→ DATA TO EXAMINE:

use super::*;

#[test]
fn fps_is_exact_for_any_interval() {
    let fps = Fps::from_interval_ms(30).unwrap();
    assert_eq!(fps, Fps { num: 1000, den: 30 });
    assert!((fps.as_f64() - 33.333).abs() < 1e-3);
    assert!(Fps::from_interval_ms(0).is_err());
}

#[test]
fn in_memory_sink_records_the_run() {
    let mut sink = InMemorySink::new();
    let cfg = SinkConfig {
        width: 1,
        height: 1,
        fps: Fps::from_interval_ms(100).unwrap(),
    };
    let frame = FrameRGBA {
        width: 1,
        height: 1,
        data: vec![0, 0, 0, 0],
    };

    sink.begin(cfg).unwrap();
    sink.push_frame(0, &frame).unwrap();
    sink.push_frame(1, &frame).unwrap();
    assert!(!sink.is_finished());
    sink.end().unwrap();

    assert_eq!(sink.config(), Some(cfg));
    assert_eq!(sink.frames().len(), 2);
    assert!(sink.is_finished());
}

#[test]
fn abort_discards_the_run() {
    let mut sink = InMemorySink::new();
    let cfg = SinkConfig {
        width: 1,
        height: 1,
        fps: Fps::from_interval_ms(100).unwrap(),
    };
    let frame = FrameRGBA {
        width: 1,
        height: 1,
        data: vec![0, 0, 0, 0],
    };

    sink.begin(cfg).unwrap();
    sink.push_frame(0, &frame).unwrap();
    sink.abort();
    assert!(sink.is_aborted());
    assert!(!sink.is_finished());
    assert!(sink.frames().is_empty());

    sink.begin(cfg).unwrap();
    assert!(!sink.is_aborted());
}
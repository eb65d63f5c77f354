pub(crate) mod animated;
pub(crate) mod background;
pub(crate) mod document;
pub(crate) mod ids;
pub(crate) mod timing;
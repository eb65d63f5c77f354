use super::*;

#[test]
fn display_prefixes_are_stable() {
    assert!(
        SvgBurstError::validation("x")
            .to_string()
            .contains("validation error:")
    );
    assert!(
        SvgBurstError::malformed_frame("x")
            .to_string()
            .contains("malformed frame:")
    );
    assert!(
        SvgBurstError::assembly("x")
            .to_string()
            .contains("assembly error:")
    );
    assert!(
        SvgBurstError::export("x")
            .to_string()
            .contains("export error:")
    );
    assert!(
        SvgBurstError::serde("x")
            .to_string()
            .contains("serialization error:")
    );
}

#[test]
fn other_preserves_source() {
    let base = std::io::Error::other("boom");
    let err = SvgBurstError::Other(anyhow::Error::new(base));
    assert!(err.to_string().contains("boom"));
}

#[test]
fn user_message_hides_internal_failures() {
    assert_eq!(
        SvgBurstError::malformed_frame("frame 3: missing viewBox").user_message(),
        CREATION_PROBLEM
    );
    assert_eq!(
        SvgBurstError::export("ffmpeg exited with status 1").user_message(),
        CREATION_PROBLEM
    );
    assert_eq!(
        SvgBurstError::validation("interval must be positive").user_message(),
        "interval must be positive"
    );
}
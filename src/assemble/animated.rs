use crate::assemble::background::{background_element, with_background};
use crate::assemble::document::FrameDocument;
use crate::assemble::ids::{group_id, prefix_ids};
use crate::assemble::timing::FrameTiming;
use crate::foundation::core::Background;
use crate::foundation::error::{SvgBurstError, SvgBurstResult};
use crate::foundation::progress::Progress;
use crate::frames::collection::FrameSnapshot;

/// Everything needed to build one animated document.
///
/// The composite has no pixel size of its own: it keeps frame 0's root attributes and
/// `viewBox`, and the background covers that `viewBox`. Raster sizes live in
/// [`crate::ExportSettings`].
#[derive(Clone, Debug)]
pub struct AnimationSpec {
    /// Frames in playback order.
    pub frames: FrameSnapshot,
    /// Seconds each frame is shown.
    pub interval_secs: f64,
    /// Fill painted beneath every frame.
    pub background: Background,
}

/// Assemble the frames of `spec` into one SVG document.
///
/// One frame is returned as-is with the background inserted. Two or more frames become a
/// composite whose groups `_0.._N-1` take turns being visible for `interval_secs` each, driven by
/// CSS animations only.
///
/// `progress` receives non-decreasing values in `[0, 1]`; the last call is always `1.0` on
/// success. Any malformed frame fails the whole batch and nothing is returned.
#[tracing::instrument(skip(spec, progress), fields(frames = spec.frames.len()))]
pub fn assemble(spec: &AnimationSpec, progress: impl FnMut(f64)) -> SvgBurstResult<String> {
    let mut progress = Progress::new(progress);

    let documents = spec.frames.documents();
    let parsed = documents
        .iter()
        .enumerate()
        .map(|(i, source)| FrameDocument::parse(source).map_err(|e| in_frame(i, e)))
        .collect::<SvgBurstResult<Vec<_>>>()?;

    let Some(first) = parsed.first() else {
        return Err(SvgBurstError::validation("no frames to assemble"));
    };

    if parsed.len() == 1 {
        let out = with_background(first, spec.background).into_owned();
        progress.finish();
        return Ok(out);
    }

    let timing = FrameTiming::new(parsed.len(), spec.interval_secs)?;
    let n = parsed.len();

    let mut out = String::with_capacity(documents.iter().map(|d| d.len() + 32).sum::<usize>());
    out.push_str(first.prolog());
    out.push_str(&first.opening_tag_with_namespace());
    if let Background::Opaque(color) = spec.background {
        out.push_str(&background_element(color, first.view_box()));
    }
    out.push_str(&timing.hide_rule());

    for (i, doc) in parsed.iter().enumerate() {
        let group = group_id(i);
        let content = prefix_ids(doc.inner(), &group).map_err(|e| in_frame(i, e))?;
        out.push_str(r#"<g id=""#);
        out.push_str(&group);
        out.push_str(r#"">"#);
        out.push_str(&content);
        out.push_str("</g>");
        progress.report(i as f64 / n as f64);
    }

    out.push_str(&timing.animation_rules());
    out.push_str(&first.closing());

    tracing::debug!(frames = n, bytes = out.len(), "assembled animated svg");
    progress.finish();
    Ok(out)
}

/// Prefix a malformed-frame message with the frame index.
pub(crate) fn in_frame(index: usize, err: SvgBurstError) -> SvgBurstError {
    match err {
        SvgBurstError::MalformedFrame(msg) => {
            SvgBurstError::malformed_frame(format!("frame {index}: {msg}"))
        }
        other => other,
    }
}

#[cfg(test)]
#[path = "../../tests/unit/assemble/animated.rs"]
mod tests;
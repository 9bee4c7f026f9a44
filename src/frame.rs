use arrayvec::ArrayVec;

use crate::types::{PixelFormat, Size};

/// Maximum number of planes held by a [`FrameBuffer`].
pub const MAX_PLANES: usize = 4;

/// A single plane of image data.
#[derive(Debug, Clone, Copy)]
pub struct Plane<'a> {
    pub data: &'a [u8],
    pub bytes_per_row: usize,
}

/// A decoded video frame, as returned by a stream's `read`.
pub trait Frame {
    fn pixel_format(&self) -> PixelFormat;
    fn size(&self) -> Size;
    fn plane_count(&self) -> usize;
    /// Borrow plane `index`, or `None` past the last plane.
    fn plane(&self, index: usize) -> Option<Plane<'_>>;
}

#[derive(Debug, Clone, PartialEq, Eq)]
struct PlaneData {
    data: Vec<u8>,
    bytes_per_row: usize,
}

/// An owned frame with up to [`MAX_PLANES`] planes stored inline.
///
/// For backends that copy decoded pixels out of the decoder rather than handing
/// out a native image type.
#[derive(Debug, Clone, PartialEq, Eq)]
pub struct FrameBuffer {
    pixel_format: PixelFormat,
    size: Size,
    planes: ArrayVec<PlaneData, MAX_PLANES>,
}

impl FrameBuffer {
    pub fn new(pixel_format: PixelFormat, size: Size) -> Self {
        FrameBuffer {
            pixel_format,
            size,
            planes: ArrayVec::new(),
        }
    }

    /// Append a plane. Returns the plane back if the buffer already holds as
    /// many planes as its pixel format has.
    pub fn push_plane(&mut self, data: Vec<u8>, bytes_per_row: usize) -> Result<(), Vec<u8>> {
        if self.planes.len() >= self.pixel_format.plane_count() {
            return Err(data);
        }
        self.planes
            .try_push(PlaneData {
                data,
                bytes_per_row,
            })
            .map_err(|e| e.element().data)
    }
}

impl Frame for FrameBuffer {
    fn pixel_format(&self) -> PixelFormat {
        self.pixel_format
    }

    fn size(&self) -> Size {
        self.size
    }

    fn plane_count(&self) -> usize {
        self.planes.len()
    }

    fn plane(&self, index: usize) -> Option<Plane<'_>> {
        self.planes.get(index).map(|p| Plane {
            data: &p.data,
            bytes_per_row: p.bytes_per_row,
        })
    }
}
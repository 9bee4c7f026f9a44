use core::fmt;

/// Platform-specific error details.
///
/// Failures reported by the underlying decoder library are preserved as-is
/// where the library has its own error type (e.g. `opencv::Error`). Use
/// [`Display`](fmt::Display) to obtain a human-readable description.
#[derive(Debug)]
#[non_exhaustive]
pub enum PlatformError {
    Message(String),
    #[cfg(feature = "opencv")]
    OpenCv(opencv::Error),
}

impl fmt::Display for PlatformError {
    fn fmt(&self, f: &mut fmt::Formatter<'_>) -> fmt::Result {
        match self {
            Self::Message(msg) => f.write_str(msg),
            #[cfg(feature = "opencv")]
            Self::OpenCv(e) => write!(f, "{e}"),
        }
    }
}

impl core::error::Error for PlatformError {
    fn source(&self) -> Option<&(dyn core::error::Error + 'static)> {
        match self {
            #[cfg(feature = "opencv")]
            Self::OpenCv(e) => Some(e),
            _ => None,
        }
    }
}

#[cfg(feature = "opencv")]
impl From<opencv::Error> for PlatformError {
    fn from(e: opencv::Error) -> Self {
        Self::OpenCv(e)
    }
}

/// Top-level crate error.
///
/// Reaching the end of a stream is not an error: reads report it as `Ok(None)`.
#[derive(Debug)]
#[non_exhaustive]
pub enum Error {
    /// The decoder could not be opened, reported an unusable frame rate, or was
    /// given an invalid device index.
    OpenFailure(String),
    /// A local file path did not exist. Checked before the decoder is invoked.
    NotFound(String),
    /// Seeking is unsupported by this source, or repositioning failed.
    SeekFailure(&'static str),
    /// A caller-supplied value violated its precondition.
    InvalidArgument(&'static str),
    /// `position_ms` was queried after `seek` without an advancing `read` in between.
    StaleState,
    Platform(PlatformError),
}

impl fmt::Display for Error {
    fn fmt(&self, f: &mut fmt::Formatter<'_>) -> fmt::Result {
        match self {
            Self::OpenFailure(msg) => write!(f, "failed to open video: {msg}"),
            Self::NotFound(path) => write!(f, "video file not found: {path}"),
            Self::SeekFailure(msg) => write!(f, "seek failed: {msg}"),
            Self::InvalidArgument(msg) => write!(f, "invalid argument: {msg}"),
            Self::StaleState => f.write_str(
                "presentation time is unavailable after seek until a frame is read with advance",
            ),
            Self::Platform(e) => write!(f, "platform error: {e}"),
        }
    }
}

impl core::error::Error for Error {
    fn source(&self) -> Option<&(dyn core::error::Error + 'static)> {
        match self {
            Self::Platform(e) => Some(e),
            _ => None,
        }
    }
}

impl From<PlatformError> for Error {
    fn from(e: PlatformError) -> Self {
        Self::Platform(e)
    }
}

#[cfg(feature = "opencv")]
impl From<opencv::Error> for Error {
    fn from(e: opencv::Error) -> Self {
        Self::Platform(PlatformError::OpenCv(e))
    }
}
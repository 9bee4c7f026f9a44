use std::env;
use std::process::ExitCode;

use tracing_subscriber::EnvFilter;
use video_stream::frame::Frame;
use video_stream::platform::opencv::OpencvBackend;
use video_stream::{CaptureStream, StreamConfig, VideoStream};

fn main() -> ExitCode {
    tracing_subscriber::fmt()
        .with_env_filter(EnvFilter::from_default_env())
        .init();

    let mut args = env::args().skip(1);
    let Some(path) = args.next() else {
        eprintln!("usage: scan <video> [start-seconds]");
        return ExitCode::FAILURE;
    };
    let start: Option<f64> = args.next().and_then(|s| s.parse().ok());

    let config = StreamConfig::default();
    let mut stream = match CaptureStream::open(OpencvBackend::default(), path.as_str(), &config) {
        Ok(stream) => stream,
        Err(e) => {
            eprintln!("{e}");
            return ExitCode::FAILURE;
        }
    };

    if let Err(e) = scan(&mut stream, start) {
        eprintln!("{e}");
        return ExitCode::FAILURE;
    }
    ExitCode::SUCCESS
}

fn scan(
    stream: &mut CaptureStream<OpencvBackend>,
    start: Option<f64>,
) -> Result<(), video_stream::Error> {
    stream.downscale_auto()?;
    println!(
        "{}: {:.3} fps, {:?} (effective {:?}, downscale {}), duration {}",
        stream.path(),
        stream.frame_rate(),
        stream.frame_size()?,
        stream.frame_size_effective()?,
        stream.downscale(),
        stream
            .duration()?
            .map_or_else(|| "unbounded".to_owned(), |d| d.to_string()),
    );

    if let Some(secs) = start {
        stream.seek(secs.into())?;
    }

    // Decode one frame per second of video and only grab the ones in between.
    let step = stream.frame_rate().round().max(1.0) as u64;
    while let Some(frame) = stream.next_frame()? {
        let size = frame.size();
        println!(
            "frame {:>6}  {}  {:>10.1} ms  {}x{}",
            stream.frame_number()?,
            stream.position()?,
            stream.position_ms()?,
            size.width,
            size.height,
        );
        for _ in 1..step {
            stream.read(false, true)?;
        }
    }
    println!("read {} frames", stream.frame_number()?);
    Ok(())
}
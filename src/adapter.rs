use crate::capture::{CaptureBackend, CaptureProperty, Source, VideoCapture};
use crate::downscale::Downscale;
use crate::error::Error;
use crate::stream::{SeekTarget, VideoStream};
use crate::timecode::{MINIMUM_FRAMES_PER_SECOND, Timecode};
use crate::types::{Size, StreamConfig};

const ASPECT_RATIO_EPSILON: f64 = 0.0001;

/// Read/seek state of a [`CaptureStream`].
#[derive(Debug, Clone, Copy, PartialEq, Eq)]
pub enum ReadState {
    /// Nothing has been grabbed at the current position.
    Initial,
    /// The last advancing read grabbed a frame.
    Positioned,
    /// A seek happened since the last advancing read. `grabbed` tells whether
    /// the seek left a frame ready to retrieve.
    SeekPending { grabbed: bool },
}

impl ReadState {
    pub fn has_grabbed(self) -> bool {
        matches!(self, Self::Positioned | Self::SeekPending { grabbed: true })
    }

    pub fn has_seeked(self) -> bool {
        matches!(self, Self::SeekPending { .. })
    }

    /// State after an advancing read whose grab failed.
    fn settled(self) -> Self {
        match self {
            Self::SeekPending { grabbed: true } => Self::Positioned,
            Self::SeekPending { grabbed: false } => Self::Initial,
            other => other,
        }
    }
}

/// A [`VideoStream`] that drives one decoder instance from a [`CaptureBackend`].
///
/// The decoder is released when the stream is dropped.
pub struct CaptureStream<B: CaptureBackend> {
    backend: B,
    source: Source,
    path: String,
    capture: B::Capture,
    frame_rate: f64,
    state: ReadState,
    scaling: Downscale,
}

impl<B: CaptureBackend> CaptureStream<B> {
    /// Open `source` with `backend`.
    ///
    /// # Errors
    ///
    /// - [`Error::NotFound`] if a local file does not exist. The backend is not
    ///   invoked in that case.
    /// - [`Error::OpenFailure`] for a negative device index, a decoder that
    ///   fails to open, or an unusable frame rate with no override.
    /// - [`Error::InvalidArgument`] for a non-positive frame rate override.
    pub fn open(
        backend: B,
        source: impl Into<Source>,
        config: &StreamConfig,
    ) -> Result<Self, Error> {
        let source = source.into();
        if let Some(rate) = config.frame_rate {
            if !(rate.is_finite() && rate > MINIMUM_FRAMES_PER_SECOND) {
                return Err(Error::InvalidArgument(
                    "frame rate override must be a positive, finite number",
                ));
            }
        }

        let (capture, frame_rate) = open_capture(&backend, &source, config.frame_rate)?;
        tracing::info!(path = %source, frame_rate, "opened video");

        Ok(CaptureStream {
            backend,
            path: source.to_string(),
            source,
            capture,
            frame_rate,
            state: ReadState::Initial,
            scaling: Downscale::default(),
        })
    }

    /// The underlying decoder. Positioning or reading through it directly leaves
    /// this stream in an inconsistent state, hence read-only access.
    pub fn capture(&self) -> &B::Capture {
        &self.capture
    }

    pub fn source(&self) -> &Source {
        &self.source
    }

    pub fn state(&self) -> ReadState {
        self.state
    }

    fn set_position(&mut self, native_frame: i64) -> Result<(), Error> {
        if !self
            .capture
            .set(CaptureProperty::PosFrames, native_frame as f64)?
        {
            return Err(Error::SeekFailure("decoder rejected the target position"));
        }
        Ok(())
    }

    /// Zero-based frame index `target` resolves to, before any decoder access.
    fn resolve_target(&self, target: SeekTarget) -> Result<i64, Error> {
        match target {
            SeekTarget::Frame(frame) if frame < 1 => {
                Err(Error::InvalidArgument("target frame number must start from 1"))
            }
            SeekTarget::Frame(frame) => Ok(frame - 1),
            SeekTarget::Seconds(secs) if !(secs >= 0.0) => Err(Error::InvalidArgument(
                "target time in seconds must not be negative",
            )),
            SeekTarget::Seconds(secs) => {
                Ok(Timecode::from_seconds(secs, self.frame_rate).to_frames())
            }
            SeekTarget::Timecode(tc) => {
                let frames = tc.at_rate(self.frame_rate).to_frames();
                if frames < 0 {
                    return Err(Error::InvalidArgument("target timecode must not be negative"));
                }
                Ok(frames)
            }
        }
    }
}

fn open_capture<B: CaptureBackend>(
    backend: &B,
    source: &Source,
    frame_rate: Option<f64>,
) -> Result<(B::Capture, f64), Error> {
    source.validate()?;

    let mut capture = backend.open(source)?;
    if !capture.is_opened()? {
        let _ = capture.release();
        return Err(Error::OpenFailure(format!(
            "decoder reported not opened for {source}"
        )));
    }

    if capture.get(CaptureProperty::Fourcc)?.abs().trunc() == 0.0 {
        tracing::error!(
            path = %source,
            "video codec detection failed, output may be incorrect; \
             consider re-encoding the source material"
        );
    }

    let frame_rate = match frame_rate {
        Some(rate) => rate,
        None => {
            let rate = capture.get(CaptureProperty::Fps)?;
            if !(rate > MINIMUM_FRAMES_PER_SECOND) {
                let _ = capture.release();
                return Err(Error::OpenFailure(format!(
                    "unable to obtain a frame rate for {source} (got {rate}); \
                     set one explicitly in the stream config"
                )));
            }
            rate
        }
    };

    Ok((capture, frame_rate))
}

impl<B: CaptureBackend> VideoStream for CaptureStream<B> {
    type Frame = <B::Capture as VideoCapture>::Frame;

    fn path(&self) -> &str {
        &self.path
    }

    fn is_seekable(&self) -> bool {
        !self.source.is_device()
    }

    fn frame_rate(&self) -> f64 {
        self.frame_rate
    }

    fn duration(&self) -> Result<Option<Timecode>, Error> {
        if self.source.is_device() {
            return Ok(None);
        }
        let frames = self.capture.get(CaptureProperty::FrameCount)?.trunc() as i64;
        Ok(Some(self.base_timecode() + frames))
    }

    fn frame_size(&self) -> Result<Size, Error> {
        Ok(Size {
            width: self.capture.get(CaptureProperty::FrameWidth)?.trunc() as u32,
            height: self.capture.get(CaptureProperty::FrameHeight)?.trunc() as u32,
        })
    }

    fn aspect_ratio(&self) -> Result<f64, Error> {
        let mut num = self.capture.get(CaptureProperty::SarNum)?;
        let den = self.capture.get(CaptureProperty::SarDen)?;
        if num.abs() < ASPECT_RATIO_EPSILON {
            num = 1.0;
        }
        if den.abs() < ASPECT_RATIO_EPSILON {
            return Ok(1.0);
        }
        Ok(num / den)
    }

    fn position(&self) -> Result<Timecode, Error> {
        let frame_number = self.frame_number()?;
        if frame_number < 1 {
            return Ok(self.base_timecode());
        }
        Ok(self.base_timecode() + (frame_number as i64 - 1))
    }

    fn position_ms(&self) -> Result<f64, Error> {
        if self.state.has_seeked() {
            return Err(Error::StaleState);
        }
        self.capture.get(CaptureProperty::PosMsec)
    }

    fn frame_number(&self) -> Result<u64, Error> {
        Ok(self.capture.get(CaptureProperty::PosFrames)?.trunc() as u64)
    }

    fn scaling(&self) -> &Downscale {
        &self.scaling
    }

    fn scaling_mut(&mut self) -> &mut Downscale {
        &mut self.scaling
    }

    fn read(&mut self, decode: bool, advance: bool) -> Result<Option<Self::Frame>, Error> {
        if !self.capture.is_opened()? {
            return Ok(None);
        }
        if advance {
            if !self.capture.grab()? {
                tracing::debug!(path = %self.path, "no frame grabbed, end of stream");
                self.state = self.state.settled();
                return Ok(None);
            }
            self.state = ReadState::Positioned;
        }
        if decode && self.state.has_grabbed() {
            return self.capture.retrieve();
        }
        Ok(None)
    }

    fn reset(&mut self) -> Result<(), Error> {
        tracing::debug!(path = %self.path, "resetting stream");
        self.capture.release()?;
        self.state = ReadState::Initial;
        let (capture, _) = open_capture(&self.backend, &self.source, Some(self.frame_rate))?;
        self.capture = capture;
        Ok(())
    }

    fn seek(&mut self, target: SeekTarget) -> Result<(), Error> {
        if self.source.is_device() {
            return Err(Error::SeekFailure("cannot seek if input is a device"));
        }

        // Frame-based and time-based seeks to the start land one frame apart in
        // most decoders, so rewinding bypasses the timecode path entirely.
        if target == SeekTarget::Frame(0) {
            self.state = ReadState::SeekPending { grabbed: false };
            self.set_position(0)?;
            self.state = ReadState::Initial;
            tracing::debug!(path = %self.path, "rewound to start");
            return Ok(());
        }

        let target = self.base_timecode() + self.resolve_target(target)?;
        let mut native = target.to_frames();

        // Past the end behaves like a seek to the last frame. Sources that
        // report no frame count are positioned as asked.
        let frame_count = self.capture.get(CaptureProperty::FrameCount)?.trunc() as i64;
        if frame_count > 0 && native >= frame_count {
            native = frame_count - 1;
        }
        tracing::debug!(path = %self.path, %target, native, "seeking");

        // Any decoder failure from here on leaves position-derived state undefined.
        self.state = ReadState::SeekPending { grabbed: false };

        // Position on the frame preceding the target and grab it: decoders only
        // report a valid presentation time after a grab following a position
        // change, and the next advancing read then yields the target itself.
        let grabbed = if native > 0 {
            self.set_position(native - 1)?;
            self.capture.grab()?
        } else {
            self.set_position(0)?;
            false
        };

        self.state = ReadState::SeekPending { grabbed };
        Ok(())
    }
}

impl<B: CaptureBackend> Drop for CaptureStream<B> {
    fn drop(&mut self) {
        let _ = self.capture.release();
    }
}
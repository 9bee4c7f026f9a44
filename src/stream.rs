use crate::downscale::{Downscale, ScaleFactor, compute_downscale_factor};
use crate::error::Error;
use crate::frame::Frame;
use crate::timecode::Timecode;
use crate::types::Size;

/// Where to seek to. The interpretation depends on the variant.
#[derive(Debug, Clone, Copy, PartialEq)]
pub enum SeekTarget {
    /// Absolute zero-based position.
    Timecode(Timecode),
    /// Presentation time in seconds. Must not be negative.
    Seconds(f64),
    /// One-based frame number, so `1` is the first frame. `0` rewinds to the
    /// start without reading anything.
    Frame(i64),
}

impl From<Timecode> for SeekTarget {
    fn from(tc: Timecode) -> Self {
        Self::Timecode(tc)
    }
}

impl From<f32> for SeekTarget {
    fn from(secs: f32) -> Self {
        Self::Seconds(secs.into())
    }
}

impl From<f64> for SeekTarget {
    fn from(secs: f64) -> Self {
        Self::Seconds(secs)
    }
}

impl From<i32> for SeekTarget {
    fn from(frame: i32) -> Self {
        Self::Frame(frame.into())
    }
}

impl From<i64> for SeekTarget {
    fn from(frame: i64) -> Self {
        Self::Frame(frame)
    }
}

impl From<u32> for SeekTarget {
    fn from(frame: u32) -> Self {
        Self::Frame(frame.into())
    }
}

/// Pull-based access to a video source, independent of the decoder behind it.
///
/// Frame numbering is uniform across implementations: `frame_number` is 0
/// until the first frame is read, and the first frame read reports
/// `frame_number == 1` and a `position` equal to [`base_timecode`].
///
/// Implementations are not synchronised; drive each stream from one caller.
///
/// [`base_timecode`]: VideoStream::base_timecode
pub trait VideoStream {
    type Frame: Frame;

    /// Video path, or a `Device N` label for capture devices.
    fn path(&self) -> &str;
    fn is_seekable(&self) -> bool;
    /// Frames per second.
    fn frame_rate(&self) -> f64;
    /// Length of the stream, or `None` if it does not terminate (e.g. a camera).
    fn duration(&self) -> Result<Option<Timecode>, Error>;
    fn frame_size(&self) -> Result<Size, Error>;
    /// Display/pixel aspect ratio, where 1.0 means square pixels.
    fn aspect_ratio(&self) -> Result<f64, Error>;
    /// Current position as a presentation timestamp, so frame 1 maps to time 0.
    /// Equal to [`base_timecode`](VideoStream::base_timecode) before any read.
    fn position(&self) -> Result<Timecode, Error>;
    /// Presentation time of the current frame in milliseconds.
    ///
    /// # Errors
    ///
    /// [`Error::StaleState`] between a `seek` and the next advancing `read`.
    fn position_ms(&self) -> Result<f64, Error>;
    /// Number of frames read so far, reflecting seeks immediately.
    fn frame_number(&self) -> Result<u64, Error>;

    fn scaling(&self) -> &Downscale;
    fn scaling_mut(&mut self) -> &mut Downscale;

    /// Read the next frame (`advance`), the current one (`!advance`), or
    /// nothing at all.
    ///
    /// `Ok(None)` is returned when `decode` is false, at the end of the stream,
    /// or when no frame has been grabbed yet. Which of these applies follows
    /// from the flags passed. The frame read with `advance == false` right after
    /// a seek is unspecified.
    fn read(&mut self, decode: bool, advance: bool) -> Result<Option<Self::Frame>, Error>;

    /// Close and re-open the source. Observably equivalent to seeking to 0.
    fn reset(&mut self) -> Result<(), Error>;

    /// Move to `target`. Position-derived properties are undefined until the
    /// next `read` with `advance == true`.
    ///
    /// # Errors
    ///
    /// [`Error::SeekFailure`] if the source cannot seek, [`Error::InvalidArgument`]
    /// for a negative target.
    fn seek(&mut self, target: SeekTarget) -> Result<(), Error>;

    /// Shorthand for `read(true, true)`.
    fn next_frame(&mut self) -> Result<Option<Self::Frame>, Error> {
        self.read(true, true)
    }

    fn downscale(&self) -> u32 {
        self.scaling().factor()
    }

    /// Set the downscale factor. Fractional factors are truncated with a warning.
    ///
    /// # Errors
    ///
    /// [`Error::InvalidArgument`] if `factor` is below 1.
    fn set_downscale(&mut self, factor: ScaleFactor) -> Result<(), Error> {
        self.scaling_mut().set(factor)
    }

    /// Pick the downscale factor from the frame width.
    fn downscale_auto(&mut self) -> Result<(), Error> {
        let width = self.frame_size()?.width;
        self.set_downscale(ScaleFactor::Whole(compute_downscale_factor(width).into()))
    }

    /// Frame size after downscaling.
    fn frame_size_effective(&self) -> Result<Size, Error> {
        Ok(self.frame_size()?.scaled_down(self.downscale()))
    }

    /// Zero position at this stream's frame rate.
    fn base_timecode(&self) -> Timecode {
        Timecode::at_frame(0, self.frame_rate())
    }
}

→ TASK GOAL: Which lines of the records above contain the word "does"? Report each one in full.

→ EXPECTED ANSWER:
    /// - [`Error::NotFound`] if a local file does not exist. The backend is not
    /// Length of the stream, or `None` if it does not terminate (e.g. a camera).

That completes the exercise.